(Entries taken from a collection)
++++++
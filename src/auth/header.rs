// SPDX-License-Identifier: AGPL-3.0-or-later
//
// Copyright (C) 2026 Relational Network

//! `Authorization` header parsing.

use axum::http::{header::AUTHORIZATION, HeaderMap};

use super::AuthError;

const BEARER_SCHEME: &str = "Bearer";

/// Bearer token taken verbatim from the `Authorization` header.
///
/// Nothing about the token content is checked here; see
/// [`UnverifiedToken`](super::token::UnverifiedToken) for decoding.
#[derive(Debug, Clone, PartialEq, Eq)]
pub struct BearerToken(String);

impl BearerToken {
    pub fn as_str(&self) -> &str {
        &self.0
    }
}

/// Split a raw header value into scheme and token.
///
/// The header must be exactly `Bearer <token>`: two parts separated by a
/// single space, the scheme matched case-sensitively, and a non-empty token.
pub fn parse_authorization(raw: Option<&str>) -> Result<BearerToken, AuthError> {
    let raw = raw.ok_or(AuthError::AuthorizationHeaderMissing)?;

    let parts: Vec<&str> = raw.split(' ').collect();
    match parts.as_slice() {
        [scheme, token] if *scheme == BEARER_SCHEME && !token.is_empty() => {
            Ok(BearerToken((*token).to_string()))
        }
        _ => Err(AuthError::InvalidHeaderFormat),
    }
}

/// Read the `Authorization` header from a request and parse it.
///
/// A header whose bytes are not visible ASCII cannot be a bearer credential
/// and is reported as [`AuthError::InvalidHeaderFormat`].
pub fn bearer_from_headers(headers: &HeaderMap) -> Result<BearerToken, AuthError> {
    match headers.get(AUTHORIZATION) {
        None => parse_authorization(None),
        Some(value) => {
            let value = value.to_str().map_err(|_| AuthError::InvalidHeaderFormat)?;
            parse_authorization(Some(value))
        }
    }
}
// SPDX-License-Identifier: AGPL-3.0-or-later
//
// Copyright (C) 2026 Relational Network

use axum::{
    extract::rejection::{JsonRejection, PathRejection},
    http::StatusCode,
    response::{IntoResponse, Response},
    Json,
};
use serde::Serialize;

#[derive(Debug, PartialEq, Eq)]
pub struct ApiError {
    pub status: StatusCode,
    pub message: String,
}

/// Error envelope shared with [`AuthError`](crate::auth::AuthError).
#[derive(Serialize)]
struct ErrorBody {
    success: bool,
    error: u16,
    code: &'static str,
    message: String,
}

impl ApiError {
    pub fn new(status: StatusCode, message: impl Into<String>) -> Self {
        Self {
            status,
            message: message.into(),
        }
    }

    pub fn not_found(message: impl Into<String>) -> Self {
        Self::new(StatusCode::NOT_FOUND, message)
    }

    pub fn bad_request(message: impl Into<String>) -> Self {
        Self::new(StatusCode::BAD_REQUEST, message)
    }

    pub fn unprocessable(message: impl Into<String>) -> Self {
        Self::new(StatusCode::UNPROCESSABLE_ENTITY, message)
    }

    pub fn code(&self) -> &'static str {
        match self.status {
            StatusCode::BAD_REQUEST => "bad_request",
            StatusCode::NOT_FOUND => "resource_not_found",
            StatusCode::UNPROCESSABLE_ENTITY => "unprocessable",
            _ => "internal_error",
        }
    }
}

/// Body that is not JSON, or not the expected shape.
impl From<JsonRejection> for ApiError {
    fn from(rejection: JsonRejection) -> Self {
        Self::bad_request(format!("bad request: {}", rejection.body_text()))
    }
}

/// Non-numeric record id in the path: no such resource.
impl From<PathRejection> for ApiError {
    fn from(_: PathRejection) -> Self {
        Self::not_found("resource not found")
    }
}

impl IntoResponse for ApiError {
    fn into_response(self) -> Response {
        let body = Json(ErrorBody {
            success: false,
            error: self.status.as_u16(),
            code: self.code(),
            message: self.message,
        });
        (self.status, body).into_response()
    }
}

#[cfg(test)]
mod tests {
    use super::*;
    use axum::body::to_bytes;

    #[test]
    fn constructors_set_status_and_message() {
        let nf = ApiError::not_found("missing");
        assert_eq!(nf.status, StatusCode::NOT_FOUND);
        assert_eq!(nf.message, "missing");

        let bad = ApiError::bad_request("bad");
        assert_eq!(bad.status, StatusCode::BAD_REQUEST);
        assert_eq!(bad.code(), "bad_request");

        let unp = ApiError::unprocessable("oops");
        assert_eq!(unp.status, StatusCode::UNPROCESSABLE_ENTITY);
        assert_eq!(unp.code(), "unprocessable");
    }

    #[tokio::test]
    async fn into_response_uses_envelope() {
        let response = ApiError::not_found("resource not found").into_response();
        assert_eq!(response.status(), StatusCode::NOT_FOUND);

        let body_bytes = to_bytes(response.into_body(), usize::MAX).await.unwrap();
        let body: serde_json::Value = serde_json::from_slice(&body_bytes).unwrap();
        assert_eq!(
            body,
            serde_json::json!({
                "success": false,
                "error": 404,
                "code": "resource_not_found",
                "message": "resource not found",
            })
        );
    }
}
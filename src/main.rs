// SPDX-License-Identifier: AGPL-3.0-or-later
//
// Copyright (C) 2026 Relational Network

use std::process::ExitCode;

use casting_agency_server::{
    api::router,
    config::Settings,
    state::AppState,
    store::InMemoryStore,
    telemetry,
};
use tokio::net::TcpListener;
use tokio_util::sync::CancellationToken;

#[tokio::main]
async fn main() -> ExitCode {
    let settings = match Settings::from_env() {
        Ok(settings) => settings,
        Err(e) => {
            eprintln!("Invalid configuration: {e}");
            return ExitCode::FAILURE;
        }
    };
    telemetry::init(settings.log_format);

    let authorizer = match settings.auth.build_authorizer() {
        Ok(authorizer) => authorizer,
        Err(e) => {
            tracing::error!(error = %e, "Failed to initialize authorization");
            return ExitCode::FAILURE;
        }
    };

    // Warm the key set; a failure here is not fatal, the first request retries.
    match authorizer.key_set().refresh().await {
        Ok(count) => tracing::info!(keys = count, "Signing keys loaded"),
        Err(e) => tracing::warn!(error = %e, "Signing keys not loaded yet"),
    }

    let state = AppState::new(InMemoryStore::new(), authorizer);
    let app = router(state);

    let listener = match TcpListener::bind(settings.bind_addr).await {
        Ok(listener) => listener,
        Err(e) => {
            tracing::error!(addr = %settings.bind_addr, error = %e, "Failed to bind");
            return ExitCode::FAILURE;
        }
    };

    let shutdown = CancellationToken::new();
    tokio::spawn(watch_signals(shutdown.clone()));

    tracing::info!(
        addr = %settings.bind_addr,
        issuer = %settings.auth.issuer,
        jwks_url = %settings.auth.jwks_url,
        "Casting agency server listening (docs at /docs)"
    );

    let result = axum::serve(listener, app)
        .with_graceful_shutdown(shutdown.cancelled_owned())
        .await;

    match result {
        Ok(()) => {
            tracing::info!("Server stopped");
            ExitCode::SUCCESS
        }
        Err(e) => {
            tracing::error!(error = %e, "Server failed");
            ExitCode::FAILURE
        }
    }
}

/// Cancel `shutdown` on Ctrl-C or SIGTERM.
async fn watch_signals(shutdown: CancellationToken) {
    let ctrl_c = async {
        if let Err(e) = tokio::signal::ctrl_c().await {
            tracing::warn!(error = %e, "Ctrl-C handler unavailable");
            std::future::pending::<()>().await;
        }
    };

    #[cfg(unix)]
    let terminate = async {
        match tokio::signal::unix::signal(tokio::signal::unix::SignalKind::terminate()) {
            Ok(mut signal) => {
                signal.recv().await;
            }
            Err(e) => {
                tracing::warn!(error = %e, "SIGTERM handler unavailable");
                std::future::pending::<()>().await;
            }
        }
    };

    #[cfg(not(unix))]
    let terminate = std::future::pending::<()>();

    tokio::select! {
        _ = ctrl_c => {},
        _ = terminate => {},
    }

    tracing::info!("Shutdown signal received, draining connections");
    shutdown.cancel();
}
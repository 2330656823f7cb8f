// SPDX-License-Identifier: AGPL-3.0-or-later
//
// Copyright (C) 2026 Relational Network

//! # Runtime Configuration
//!
//! This module defines environment variable names and default values used
//! throughout the application. Configuration is loaded from the environment
//! once at startup.
//!
//! ## Environment Variables
//!
//! | Variable | Description | Default |
//! |----------|-------------|---------|
//! | `HOST` | Server bind address | `0.0.0.0` |
//! | `PORT` | Server bind port | `8080` |
//! | `AUTH_DOMAIN` | Identity provider domain, derives issuer and JWKS URL | - |
//! | `AUTH_ISSUER` | Expected JWT issuer claim | `https://<AUTH_DOMAIN>/` |
//! | `AUTH_AUDIENCE` | Expected JWT audience claim | Required |
//! | `AUTH_JWKS_URL` | JWKS endpoint for signature verification | `https://<AUTH_DOMAIN>/.well-known/jwks.json` |
//! | `AUTH_ALGORITHM` | The single trusted signing algorithm | `RS256` |
//! | `AUTH_JWKS_CACHE_TTL_SECS` | JWKS cache lifetime | `300` |
//! | `AUTH_JWKS_FETCH_TIMEOUT_SECS` | Bound on one JWKS fetch | `10` |
//! | `AUTH_JWKS_RETRY_BACKOFF_SECS` | No refetch for this long after a failed fetch | `5` |
//! | `AUTH_LEEWAY_SECS` | Clock skew tolerance for `exp`/`nbf` | `0` |
//! | `LOG_FORMAT` | Logging format (`json` or `pretty`) | `pretty` |
//! | `RUST_LOG` | Log level filter | `info,tower_http=debug` |

use std::net::SocketAddr;
use std::str::FromStr;
use std::time::Duration;

use jsonwebtoken::Algorithm;
use url::Url;

use crate::auth::{jwks, validator, Authorizer, KeySetCache, TokenValidator};
use crate::telemetry::LogFormat;

pub const HOST_ENV: &str = "HOST";
pub const PORT_ENV: &str = "PORT";
pub const AUTH_DOMAIN_ENV: &str = "AUTH_DOMAIN";
pub const AUTH_ISSUER_ENV: &str = "AUTH_ISSUER";
pub const AUTH_AUDIENCE_ENV: &str = "AUTH_AUDIENCE";
pub const AUTH_JWKS_URL_ENV: &str = "AUTH_JWKS_URL";
pub const AUTH_ALGORITHM_ENV: &str = "AUTH_ALGORITHM";
pub const AUTH_JWKS_CACHE_TTL_ENV: &str = "AUTH_JWKS_CACHE_TTL_SECS";
pub const AUTH_JWKS_FETCH_TIMEOUT_ENV: &str = "AUTH_JWKS_FETCH_TIMEOUT_SECS";
pub const AUTH_JWKS_RETRY_BACKOFF_ENV: &str = "AUTH_JWKS_RETRY_BACKOFF_SECS";
pub const AUTH_LEEWAY_ENV: &str = "AUTH_LEEWAY_SECS";
pub const LOG_FORMAT_ENV: &str = "LOG_FORMAT";

const DEFAULT_HOST: &str = "0.0.0.0";
const DEFAULT_PORT: u16 = 8080;

/// Well-known JWKS path below the identity provider's domain.
const JWKS_PATH: &str = ".well-known/jwks.json";

#[derive(Debug, thiserror::Error)]
pub enum ConfigError {
    #[error("{0} must be set")]
    Missing(&'static str),
    #[error("{var} is not a valid URL: {source}")]
    InvalidUrl {
        var: &'static str,
        #[source]
        source: url::ParseError,
    },
    #[error("{var} must be a non-negative integer, got '{value}'")]
    InvalidNumber { var: &'static str, value: String },
    #[error("'{0}' is not a valid bind address")]
    InvalidBindAddress(String),
    #[error("unknown signing algorithm '{0}'")]
    UnknownAlgorithm(String),
    #[error("signing algorithm {0:?} is symmetric; only asymmetric algorithms can be trusted")]
    SymmetricAlgorithm(Algorithm),
    #[error("failed to build JWKS HTTP client: {0}")]
    HttpClient(#[from] reqwest::Error),
}

/// Settings consumed by the authorization core.
#[derive(Debug, Clone)]
pub struct AuthSettings {
    pub issuer: String,
    pub audience: String,
    pub jwks_url: Url,
    pub algorithm: Algorithm,
    pub cache_ttl: Duration,
    pub fetch_timeout: Duration,
    pub retry_backoff: Duration,
    pub leeway_secs: u64,
}

impl AuthSettings {
    /// Load from the process environment.
    pub fn from_env() -> Result<Self, ConfigError> {
        Self::from_lookup(env_lookup)
    }

    /// Load from an arbitrary variable source. Empty values count as unset.
    pub fn from_lookup<F>(lookup: F) -> Result<Self, ConfigError>
    where
        F: Fn(&str) -> Option<String>,
    {
        let get = |var: &str| lookup(var).filter(|value| !value.trim().is_empty());
        let domain = get(AUTH_DOMAIN_ENV);

        let issuer = match (get(AUTH_ISSUER_ENV), &domain) {
            (Some(issuer), _) => issuer,
            (None, Some(domain)) => format!("https://{domain}/"),
            (None, None) => return Err(ConfigError::Missing(AUTH_ISSUER_ENV)),
        };
        Url::parse(&issuer).map_err(|source| ConfigError::InvalidUrl {
            var: AUTH_ISSUER_ENV,
            source,
        })?;

        let jwks_url = match (get(AUTH_JWKS_URL_ENV), &domain) {
            (Some(url), _) => url,
            (None, Some(domain)) => format!("https://{domain}/{JWKS_PATH}"),
            (None, None) => return Err(ConfigError::Missing(AUTH_JWKS_URL_ENV)),
        };
        let jwks_url = Url::parse(&jwks_url).map_err(|source| ConfigError::InvalidUrl {
            var: AUTH_JWKS_URL_ENV,
            source,
        })?;

        let audience = get(AUTH_AUDIENCE_ENV).ok_or(ConfigError::Missing(AUTH_AUDIENCE_ENV))?;

        let algorithm = match get(AUTH_ALGORITHM_ENV) {
            Some(name) => parse_algorithm(&name)?,
            None => Algorithm::RS256,
        };

        let cache_ttl = seconds(&get, AUTH_JWKS_CACHE_TTL_ENV, jwks::DEFAULT_CACHE_TTL.as_secs())?;
        let fetch_timeout = seconds(
            &get,
            AUTH_JWKS_FETCH_TIMEOUT_ENV,
            jwks::DEFAULT_FETCH_TIMEOUT.as_secs(),
        )?;
        let retry_backoff = seconds(
            &get,
            AUTH_JWKS_RETRY_BACKOFF_ENV,
            jwks::DEFAULT_RETRY_BACKOFF.as_secs(),
        )?;
        let leeway_secs = seconds(&get, AUTH_LEEWAY_ENV, validator::DEFAULT_LEEWAY_SECS)?;

        Ok(Self {
            issuer,
            audience,
            jwks_url,
            algorithm,
            cache_ttl: Duration::from_secs(cache_ttl),
            fetch_timeout: Duration::from_secs(fetch_timeout),
            retry_backoff: Duration::from_secs(retry_backoff),
            leeway_secs,
        })
    }

    /// Wire up the key-set cache, validator and authorizer.
    pub fn build_authorizer(&self) -> Result<Authorizer, ConfigError> {
        let keys = KeySetCache::new(self.jwks_url.clone(), self.algorithm, self.fetch_timeout)?
            .with_cache_ttl(self.cache_ttl)
            .with_retry_backoff(self.retry_backoff);
        let validator = TokenValidator::new(keys, &self.issuer, &self.audience)
            .with_leeway(self.leeway_secs);
        Ok(Authorizer::new(validator))
    }
}

/// Full process configuration.
#[derive(Debug, Clone)]
pub struct Settings {
    pub bind_addr: SocketAddr,
    pub log_format: LogFormat,
    pub auth: AuthSettings,
}

impl Settings {
    pub fn from_env() -> Result<Self, ConfigError> {
        Self::from_lookup(env_lookup)
    }

    pub fn from_lookup<F>(lookup: F) -> Result<Self, ConfigError>
    where
        F: Fn(&str) -> Option<String>,
    {
        let host = lookup(HOST_ENV).unwrap_or_else(|| DEFAULT_HOST.to_string());
        let port = match lookup(PORT_ENV) {
            Some(port) => port.parse::<u16>().map_err(|_| ConfigError::InvalidNumber {
                var: PORT_ENV,
                value: port,
            })?,
            None => DEFAULT_PORT,
        };
        let addr = format!("{host}:{port}");
        let bind_addr = addr
            .parse()
            .map_err(|_| ConfigError::InvalidBindAddress(addr))?;

        let log_format = lookup(LOG_FORMAT_ENV)
            .map(|value| LogFormat::from_str(&value).unwrap_or_default())
            .unwrap_or_default();

        Ok(Self {
            bind_addr,
            log_format,
            auth: AuthSettings::from_lookup(&lookup)?,
        })
    }
}

fn env_lookup(var: &str) -> Option<String> {
    std::env::var(var).ok()
}

fn parse_algorithm(name: &str) -> Result<Algorithm, ConfigError> {
    let algorithm = Algorithm::from_str(name.trim())
        .map_err(|_| ConfigError::UnknownAlgorithm(name.to_string()))?;
    if !validator::is_asymmetric(algorithm) {
        return Err(ConfigError::SymmetricAlgorithm(algorithm));
    }
    Ok(algorithm)
}

fn seconds<G>(get: &G, var: &'static str, default: u64) -> Result<u64, ConfigError>
where
    G: Fn(&str) -> Option<String>,
{
    match get(var) {
        Some(value) => value
            .trim()
            .parse()
            .map_err(|_| ConfigError::InvalidNumber { var, value }),
        None => Ok(default),
    }
}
++++++
Retype the portion of the data above that starts on the line with "let app = router(state);" and finishes on the line with "#[cfg(not(unix))]", including both of those lines.

*The answer*.
    let app = router(state);

    let listener = match TcpListener::bind(settings.bind_addr).await {
        Ok(listener) => listener,
        Err(e) => {
            tracing::error!(addr = %settings.bind_addr, error = %e, "Failed to bind");
            return ExitCode::FAILURE;
        }
    };

    let shutdown = CancellationToken::new();
    tokio::spawn(watch_signals(shutdown.clone()));

    tracing::info!(
        addr = %settings.bind_addr,
        issuer = %settings.auth.issuer,
        jwks_url = %settings.auth.jwks_url,
        "Casting agency server listening (docs at /docs)"
    );

    let result = axum::serve(listener, app)
        .with_graceful_shutdown(shutdown.cancelled_owned())
        .await;

    match result {
        Ok(()) => {
            tracing::info!("Server stopped");
            ExitCode::SUCCESS
        }
        Err(e) => {
            tracing::error!(error = %e, "Server failed");
            ExitCode::FAILURE
        }
    }
}

/// Cancel `shutdown` on Ctrl-C or SIGTERM.
async fn watch_signals(shutdown: CancellationToken) {
    let ctrl_c = async {
        if let Err(e) = tokio::signal::ctrl_c().await {
            tracing::warn!(error = %e, "Ctrl-C handler unavailable");
            std::future::pending::<()>().await;
        }
    };

    #[cfg(unix)]
    let terminate = async {
        match tokio::signal::unix::signal(tokio::signal::unix::SignalKind::terminate()) {
            Ok(mut signal) => {
                signal.recv().await;
            }
            Err(e) => {
                tracing::warn!(error = %e, "SIGTERM handler unavailable");
                std::future::pending::<()>().await;
            }
        }
    };

    #[cfg(not(unix))]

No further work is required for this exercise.